On the training camp roster, Laviolette said that there will be two groups and thinks that it is important “to get to our team and work with them to get everybody on the same page.” Laviolette wants the players on the taxi squad to be up to speed on what the team is doing.

When asked about center Evgeny Kuznetsov, who has seen his production decline in each of the past two seasons after leading the 2018 Stanley Cup Playoffs with 32 points, Laviolette said that he has had conversations with him. “The goal is to get the best out of every player,” Laviolette responded, adding that he wants to push everybody to be their best and that this will be a clean slate for everybody.

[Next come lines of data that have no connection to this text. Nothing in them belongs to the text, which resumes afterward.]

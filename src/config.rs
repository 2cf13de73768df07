//! # CLI Configuration
//!
//! Process-level settings loaded from environment variables.

use crate::constants::{DEFAULT_LOG_FORMAT, DEFAULT_LOG_LEVEL};

/// Log output format
#[derive(Debug, Clone, Copy, PartialEq, Eq, Default)]
pub enum LogFormat {
    /// Human readable, one line per event
    #[default]
    Text,
    /// One JSON object per event
    Json,
}

impl LogFormat {
    /// Parse a format name, falling back to [`LogFormat::Text`] for anything unknown
    pub fn parse(value: &str) -> Self {
        match value.trim().to_lowercase().as_str() {
            "json" => LogFormat::Json,
            _ => LogFormat::Text,
        }
    }
}

/// CLI configuration
///
/// All settings have defaults and can be overridden via environment variables.
/// `RUST_LOG` still takes precedence over `log_level` when it is set.
#[derive(Debug, Clone)]
pub struct CliConfig {
    /// Default log level for this crate (ERROR, WARN, INFO, DEBUG, TRACE)
    pub log_level: String,
    /// Log format (json, text)
    pub log_format: LogFormat,
    /// Enable ANSI color in text format logs
    pub log_enable_color: bool,
}

impl Default for CliConfig {
    fn default() -> Self {
        Self {
            log_level: DEFAULT_LOG_LEVEL.to_string(),
            log_format: LogFormat::parse(DEFAULT_LOG_FORMAT),
            log_enable_color: false,
        }
    }
}

impl CliConfig {
    /// Load configuration from environment variables with defaults
    pub fn from_env() -> Self {
        Self::from_lookup(|key| std::env::var(key).ok())
    }

    /// Load configuration from an arbitrary key lookup
    pub fn from_lookup<F>(lookup: F) -> Self
    where
        F: Fn(&str) -> Option<String>,
    {
        Self {
            log_level: lookup("LOG_LEVEL").unwrap_or_else(|| DEFAULT_LOG_LEVEL.to_string()),
            log_format: LogFormat::parse(
                &lookup("LOG_FORMAT").unwrap_or_else(|| DEFAULT_LOG_FORMAT.to_string()),
            ),
            log_enable_color: lookup("LOG_ENABLE_COLOR").is_some_and(|v| parse_bool(&v)),
        }
    }

    /// Filter directive used when `RUST_LOG` is not set
    pub fn default_filter(&self) -> String {
        format!("aws_secret_manager={}", self.log_level.to_lowercase())
    }
}

fn parse_bool(value: &str) -> bool {
    let v_lower = value.to_lowercase();
    v_lower == "true" || v_lower == "1" || v_lower == "yes" || v_lower == "on"
}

Laviolette said that being required to wear a mask behind the bench for the time being “will probably good for me. My mother will be happy.” He added that the team “will respect protocols” and “I’m just excited to be back.”

He told the media that he has talked to Capitals’ captain Alex Ovechkin “three-to-four times” on the phone but has not gone out to dinner with him yet because of quarantine. Once he does, he would “would love to” go out to eat with his star forward.

Laviolette said that getting to know his new players is “going to happen. Everybody’s excited to learn a new system and be able to play it in a certain way.”

Regarding the distribution of responsibility amongst his coaching staff, Laviolette “feel[s] comfortable to work with the guys that I’m working with” and is eager to learn from new coaches. He “thought Scott Arniel did a great job with the penalty kill and forwards last year.” Laviolette said that the dip on the power-play last season “happens to every team” and “has full confidence” in assistant Blaine Forsythe after meeting with him. The Capitals’ power-play ranked 17th in the NHL with a 19.4% power-play efficiency, arguably an underperformance considering the talent that the Capitals have on their man advantage. Assistant Kevin McCarthy “really wanted to come” when he found out Laviolette landed in Washington and will be in charge of the defense. Laviolette said that he “has a way of skill development and teaching players.” He also expressed excitement about the idea of working with goaltending coach Scott Murray. “I really like the staff,” Laviolette said.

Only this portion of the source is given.